(Saved data entries)
◇ ◇ ◇

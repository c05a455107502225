//! # Diagnostic Texture
//!
//! The labeled grid image sampled by every projection.

use crate::error::TextureResult;
use crate::font::{glyph, is_lit, GLYPH_HEIGHT, GLYPH_WIDTH};
use crate::grid::{cell_color, cell_label, cell_size};
use config::constants::{
    GRID_CELLS, LABEL_BOLD_PX, LABEL_COLOR, LABEL_GLYPH_SCALE, LABEL_GLYPH_SPACING, TEXTURE_SIZE,
};
use image::{ImageFormat, Rgba, RgbaImage};
use std::io::Cursor;
use std::sync::OnceLock;

static SHARED: OnceLock<DiagnosticTexture> = OnceLock::new();

/// A square RGBA image divided into an 8x8 grid of colored, labeled cells.
///
/// Pixel row 0 is the top of the image and holds row `A`. Texture space has
/// `v = 1` at the top, matching how the renderer uploads images.
///
/// # Example
///
/// ```rust
/// use uvmap_texture::DiagnosticTexture;
///
/// let texture = DiagnosticTexture::shared();
/// assert_eq!(texture.size(), 1024);
/// assert_eq!(texture.rgba_bytes().len(), 1024 * 1024 * 4);
/// ```
#[derive(Debug, Clone, PartialEq)]
pub struct DiagnosticTexture {
    image: RgbaImage,
}

impl DiagnosticTexture {
    /// Renders the texture from scratch.
    ///
    /// Prefer [`DiagnosticTexture::shared`]; the result never changes.
    pub fn generate() -> Self {
        let cell = cell_size();
        let mut image = RgbaImage::new(TEXTURE_SIZE, TEXTURE_SIZE);

        for row in 0..GRID_CELLS {
            for col in 0..GRID_CELLS {
                let x0 = col * cell;
                let y0 = row * cell;
                let fill = Rgba(cell_color(col, row));
                for y in y0..y0 + cell {
                    for x in x0..x0 + cell {
                        image.put_pixel(x, y, fill);
                    }
                }
                draw_label(&mut image, x0, y0, &cell_label(row, col));
            }
        }

        log::info!(
            "Generated diagnostic texture: {}x{}, {}x{} cells",
            TEXTURE_SIZE,
            TEXTURE_SIZE,
            GRID_CELLS,
            GRID_CELLS
        );
        Self { image }
    }

    /// The process-wide instance, generated on first use.
    pub fn shared() -> &'static DiagnosticTexture {
        SHARED.get_or_init(Self::generate)
    }

    /// Width and height in pixels.
    pub fn size(&self) -> u32 {
        self.image.width()
    }

    pub fn image(&self) -> &RgbaImage {
        &self.image
    }

    /// Row-major RGBA8 pixels, top row first.
    pub fn rgba_bytes(&self) -> &[u8] {
        self.image.as_raw()
    }

    /// Pixel at (`x`, `y`), `y` counted from the top.
    pub fn pixel(&self, x: u32, y: u32) -> [u8; 4] {
        self.image.get_pixel(x, y).0
    }

    /// Nearest texel for a texture coordinate.
    ///
    /// Coordinates in [0, 1] clamp to the edge texels, so `v = 1` reads the
    /// top row. Coordinates outside that range wrap modulo 1.
    ///
    /// # Example
    ///
    /// ```rust
    /// use uvmap_texture::{cell_color, DiagnosticTexture};
    ///
    /// let texture = DiagnosticTexture::shared();
    /// // bottom-left corner is the first column of row H
    /// assert_eq!(texture.sample_nearest(0.001, 0.001), cell_color(0, 7));
    /// // top-left corner is cell A1
    /// assert_eq!(texture.sample_nearest(0.001, 0.999), cell_color(0, 0));
    /// ```
    pub fn sample_nearest(&self, u: f64, v: f64) -> [u8; 4] {
        let size = self.size();
        let x = texel_index(u, size);
        let y = size - 1 - texel_index(v, size);
        self.pixel(x, y)
    }

    /// Encodes the texture as PNG.
    pub fn to_png(&self) -> TextureResult<Vec<u8>> {
        let mut bytes = Vec::new();
        self.image
            .write_to(&mut Cursor::new(&mut bytes), ImageFormat::Png)?;
        Ok(bytes)
    }
}

fn texel_index(t: f64, size: u32) -> u32 {
    let t = if (0.0..=1.0).contains(&t) {
        t
    } else {
        t - t.floor()
    };
    ((t * size as f64) as u32).min(size - 1)
}

/// Draws `label` centered in the cell whose top-left pixel is (`x0`, `y0`).
fn draw_label(image: &mut RgbaImage, x0: u32, y0: u32, label: &str) {
    let scale = LABEL_GLYPH_SCALE;
    let glyphs: Vec<_> = label.chars().filter_map(glyph).collect();
    if glyphs.is_empty() {
        return;
    }

    let count = glyphs.len() as u32;
    let text_w = (count * GLYPH_WIDTH + (count - 1) * LABEL_GLYPH_SPACING) * scale + LABEL_BOLD_PX;
    let text_h = GLYPH_HEIGHT * scale + LABEL_BOLD_PX;
    let cell = cell_size();
    let left = x0 + cell.saturating_sub(text_w) / 2;
    let top = y0 + cell.saturating_sub(text_h) / 2;
    let color = Rgba(LABEL_COLOR);

    for (i, g) in glyphs.iter().enumerate() {
        let gx = left + i as u32 * (GLYPH_WIDTH + LABEL_GLYPH_SPACING) * scale;
        for py in 0..GLYPH_HEIGHT {
            for px in 0..GLYPH_WIDTH {
                if !is_lit(g, px, py) {
                    continue;
                }
                // each lit glyph pixel widens by the bold stroke
                let bx = gx + px * scale;
                let by = top + py * scale;
                for y in by..by + scale + LABEL_BOLD_PX {
                    for x in bx..bx + scale + LABEL_BOLD_PX {
                        image.put_pixel(x, y, color);
                    }
                }
            }
        }
    }
}

#[cfg(test)]
mod tests {
    use super::*;
    use config::constants::GRID_PALETTE;

    #[test]
    fn test_generation_is_deterministic() {
        let a = DiagnosticTexture::generate();
        let b = DiagnosticTexture::generate();
        assert_eq!(a.rgba_bytes(), b.rgba_bytes());
    }

    #[test]
    fn test_shared_matches_generated() {
        assert_eq!(DiagnosticTexture::shared(), &DiagnosticTexture::generate());
        assert!(std::ptr::eq(
            DiagnosticTexture::shared(),
            DiagnosticTexture::shared()
        ));
    }

    #[test]
    fn test_cell_corners_carry_fill_color() {
        let texture = DiagnosticTexture::shared();
        let cell = cell_size();
        for row in 0..GRID_CELLS {
            for col in 0..GRID_CELLS {
                let expected = cell_color(col, row);
                let (x0, y0) = (col * cell, row * cell);
                assert_eq!(texture.pixel(x0 + 2, y0 + 2), expected);
                assert_eq!(texture.pixel(x0 + cell - 3, y0 + cell - 3), expected);
            }
        }
    }

    #[test]
    fn test_first_cell_is_teal() {
        assert_eq!(DiagnosticTexture::shared().pixel(0, 0), GRID_PALETTE[0]);
    }

    #[test]
    fn test_labels_are_drawn() {
        let texture = DiagnosticTexture::shared();
        let cell = cell_size();
        for row in 0..GRID_CELLS {
            for col in 0..GRID_CELLS {
                let (x0, y0) = (col * cell, row * cell);
                let mut label_pixels = 0;
                for y in y0..y0 + cell {
                    for x in x0..x0 + cell {
                        if texture.pixel(x, y) == LABEL_COLOR {
                            label_pixels += 1;
                        }
                    }
                }
                assert!(label_pixels > 500, "cell {} has no label", cell_label(row, col));
            }
        }
    }

    #[test]
    fn test_label_stays_inside_cell() {
        let texture = DiagnosticTexture::shared();
        let cell = cell_size();
        // cell borders are never label colored
        for i in 0..TEXTURE_SIZE {
            for edge in (0..TEXTURE_SIZE).step_by(cell as usize) {
                assert_ne!(texture.pixel(edge, i), LABEL_COLOR);
                assert_ne!(texture.pixel(i, edge), LABEL_COLOR);
            }
        }
    }

    #[test]
    fn test_sample_nearest_wraps() {
        let texture = DiagnosticTexture::shared();
        assert_eq!(texture.sample_nearest(1.001, 1.999), texture.sample_nearest(0.001, 0.999));
        assert_eq!(texture.sample_nearest(-0.999, -0.999), texture.sample_nearest(0.001, 0.001));
    }

    #[test]
    fn test_sample_nearest_orientation() {
        let texture = DiagnosticTexture::shared();
        // v = 1 edge reads row A, u = 1 edge reads column 8
        assert_eq!(texture.sample_nearest(0.9999, 0.9999), cell_color(7, 0));
        assert_eq!(texture.sample_nearest(0.9999, 0.0), cell_color(7, 7));
    }

    #[test]
    fn test_sample_nearest_unit_edges_clamp() {
        let texture = DiagnosticTexture::shared();
        // v = 1 is the top row, u = 1 the last column
        assert_eq!(texture.sample_nearest(0.0, 1.0), texture.pixel(0, 0));
        assert_eq!(texture.sample_nearest(1.0, 1.0), texture.pixel(1023, 0));
        assert_eq!(texture.sample_nearest(1.0, 0.0), texture.pixel(1023, 1023));
        assert_eq!(texture.sample_nearest(0.0, 1.0), cell_color(0, 0));
    }

    #[test]
    fn test_labels_are_centered() {
        let texture = DiagnosticTexture::shared();
        let cell = cell_size();
        for row in 0..GRID_CELLS {
            for col in 0..GRID_CELLS {
                let (x0, y0) = (col * cell, row * cell);
                let (mut min_x, mut min_y, mut max_x, mut max_y) = (cell, cell, 0, 0);
                for y in 0..cell {
                    for x in 0..cell {
                        if texture.pixel(x0 + x, y0 + y) == LABEL_COLOR {
                            min_x = min_x.min(x);
                            min_y = min_y.min(y);
                            max_x = max_x.max(x);
                            max_y = max_y.max(y);
                        }
                    }
                }

                let label = cell_label(row, col);
                let (left, right) = (min_x, cell - 1 - max_x);
                let (top, bottom) = (min_y, cell - 1 - max_y);
                assert_eq!(top, bottom, "{} is not vertically centered", label);
                if col == 0 {
                    // the '1' glyph leaves its rightmost glyph column blank
                    assert_eq!(right - left, LABEL_GLYPH_SCALE, "{}", label);
                } else {
                    assert_eq!(left, right, "{} is not horizontally centered", label);
                }
            }
        }
    }

    #[test]
    fn test_png_round_trip_dimensions() {
        let png = DiagnosticTexture::shared().to_png().unwrap();
        assert_eq!(&png[1..4], b"PNG");
        let decoded = image::load_from_memory(&png).unwrap().to_rgba8();
        assert_eq!(decoded.dimensions(), (1024, 1024));
        assert_eq!(decoded.as_raw(), DiagnosticTexture::shared().rgba_bytes());
    }
}
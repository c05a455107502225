//! # Error Types
//!
//! Errors raised while reading a projection configuration. Projection itself
//! never fails: every configuration value maps to a defined formula.

use thiserror::Error;

/// Errors that can occur while parsing configuration input.
///
/// ## Example
///
/// ```rust
/// use uvmap_projection::{parse_strict, ConfigError, Projection};
///
/// match parse_strict::<Projection>("conical") {
///     Ok(projection) => println!("using {}", projection),
///     Err(ConfigError::UnknownName { kind, .. }) => eprintln!("bad {}", kind),
///     Err(e) => eprintln!("other error: {}", e),
/// }
/// ```
#[derive(Error, Debug)]
pub enum ConfigError {
    /// A shape, projection or axis name that matches no variant.
    #[error("unknown {kind} '{name}' (expected one of: {expected})")]
    UnknownName {
        /// What was being parsed ("shape", "projection", "axis")
        kind: &'static str,
        /// The rejected input
        name: String,
        /// Comma-separated accepted names
        expected: String,
    },

    /// Configuration JSON that does not deserialize.
    #[error("invalid configuration JSON: {0}")]
    Json(#[from] serde_json::Error),
}

/// Result type alias for configuration parsing.
pub type ConfigResult<T> = Result<T, ConfigError>;
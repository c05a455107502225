//! `log` backend writing to the browser console.

use log::{Level, LevelFilter, Log, Metadata, Record};
use wasm_bindgen::JsValue;

struct ConsoleLogger;

static LOGGER: ConsoleLogger = ConsoleLogger;

impl Log for ConsoleLogger {
    fn enabled(&self, metadata: &Metadata) -> bool {
        metadata.level() <= log::max_level()
    }

    fn log(&self, record: &Record) {
        if !self.enabled(record.metadata()) {
            return;
        }
        let message = JsValue::from_str(&format!("[{}] {}", record.target(), record.args()));
        match record.level() {
            Level::Error => web_sys::console::error_1(&message),
            Level::Warn => web_sys::console::warn_1(&message),
            Level::Info => web_sys::console::info_1(&message),
            Level::Debug | Level::Trace => web_sys::console::debug_1(&message),
        }
    }

    fn flush(&self) {}
}

pub fn init() {
    if log::set_logger(&LOGGER).is_ok() {
        log::set_max_level(LevelFilter::Info);
    }
}
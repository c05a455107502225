//! # Primitives
//!
//! Mesh generation for the two lab primitives: a subdivided cube and a
//! UV-sphere. Vertex layouts match the renderer's box and sphere primitives
//! so that the UV buffer lines up with what the renderer draws.
//!
//! [`Shape::generate`] builds the fixed lab resolutions and cannot fail.
//! [`create_box`] and [`create_uv_sphere`] take caller-chosen dimensions
//! (reduced-resolution meshes for tests and tools) and return
//! [`MeshError`](crate::MeshError) for sizes or segment counts that cannot
//! form a closed surface. [`create_cube`] and [`create_sphere`] are exactly
//! those builders called with the `config` constants.

pub mod cube;
pub mod sphere;

pub use cube::{create_box, create_cube};
pub use sphere::{create_sphere, create_uv_sphere};

use crate::geometry::Geometry;
use serde::{Deserialize, Serialize};
use std::fmt;

/// The primitive a projection is applied to.
///
/// # Example
///
/// ```rust
/// use uvmap_mesh::Shape;
///
/// let geometry = Shape::Sphere.generate();
/// assert_eq!(geometry.vertex_count(), 65 * 65);
/// ```
#[derive(Debug, Clone, Copy, PartialEq, Eq, Hash, Default, Serialize, Deserialize)]
#[serde(rename_all = "lowercase")]
pub enum Shape {
    #[default]
    Cube,
    Sphere,
}

impl Shape {
    /// Every shape, in control-surface order.
    pub const ALL: [Shape; 2] = [Shape::Cube, Shape::Sphere];

    /// Lowercase identifier used in configuration files.
    pub fn name(self) -> &'static str {
        match self {
            Shape::Cube => "cube",
            Shape::Sphere => "sphere",
        }
    }

    /// Generates the primitive at its fixed lab resolution.
    ///
    /// The result carries positions, normals and indices, with every UV
    /// zeroed.
    pub fn generate(self) -> Geometry {
        let geometry = match self {
            Shape::Cube => create_cube(),
            Shape::Sphere => create_sphere(),
        };
        log::info!(
            "generated {} geometry: {} vertices, {} triangles",
            self,
            geometry.vertex_count(),
            geometry.triangle_count()
        );
        geometry
    }
}

impl fmt::Display for Shape {
    fn fmt(&self, f: &mut fmt::Formatter<'_>) -> fmt::Result {
        f.write_str(self.name())
    }
}
//! Summary command - print the mode indicator and axis roles

use anyhow::Result;
use clap::Args;
use uvmap_projection::{Axis, Named, ProjectionConfig, ProjectionSession};

use crate::args::ConfigArgs;

/// Arguments for the summary command
#[derive(Args, Debug)]
pub struct SummaryArgs {
    #[command(flatten)]
    pub config: ConfigArgs,
}

/// Execute the summary command
pub fn execute(args: SummaryArgs) -> Result<()> {
    let config = args.config.resolve()?;
    let session = ProjectionSession::new(config);
    let flagged = session
        .out_of_range_flags()
        .into_iter()
        .filter(|&f| f)
        .count();
    print!("{}", render(&config, flagged));
    Ok(())
}

fn render(config: &ProjectionConfig, out_of_range: usize) -> String {
    let convention = config.convention();
    let frame = config.frame();
    let mut out = format!("{}\n", config.summary());
    for &axis in Axis::ALL {
        out.push_str(&format!(
            "  {}: {}\n",
            axis.name().to_ascii_uppercase(),
            axis.label(convention)
        ));
    }
    out.push_str(&format!(
        "  computes on {} with offset ({}, {}, {})\n",
        frame.axis.name().to_ascii_uppercase(),
        frame.offset.x,
        frame.offset.y,
        frame.offset.z
    ));
    out.push_str(&format!(
        "  tiling {} | repeat {} | {} vertices out of range\n",
        config.tiling,
        if config.repeat_texture { "on" } else { "off" },
        out_of_range
    ));
    out
}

◇ ◇ ◇

- _TASK ITEM_
Check every line above for the string "labeled", and copy the ones that have it.

- _YOUR SOLUTION_
//! The labeled grid image sampled by every projection.
/// A square RGBA image divided into an 8x8 grid of colored, labeled cells.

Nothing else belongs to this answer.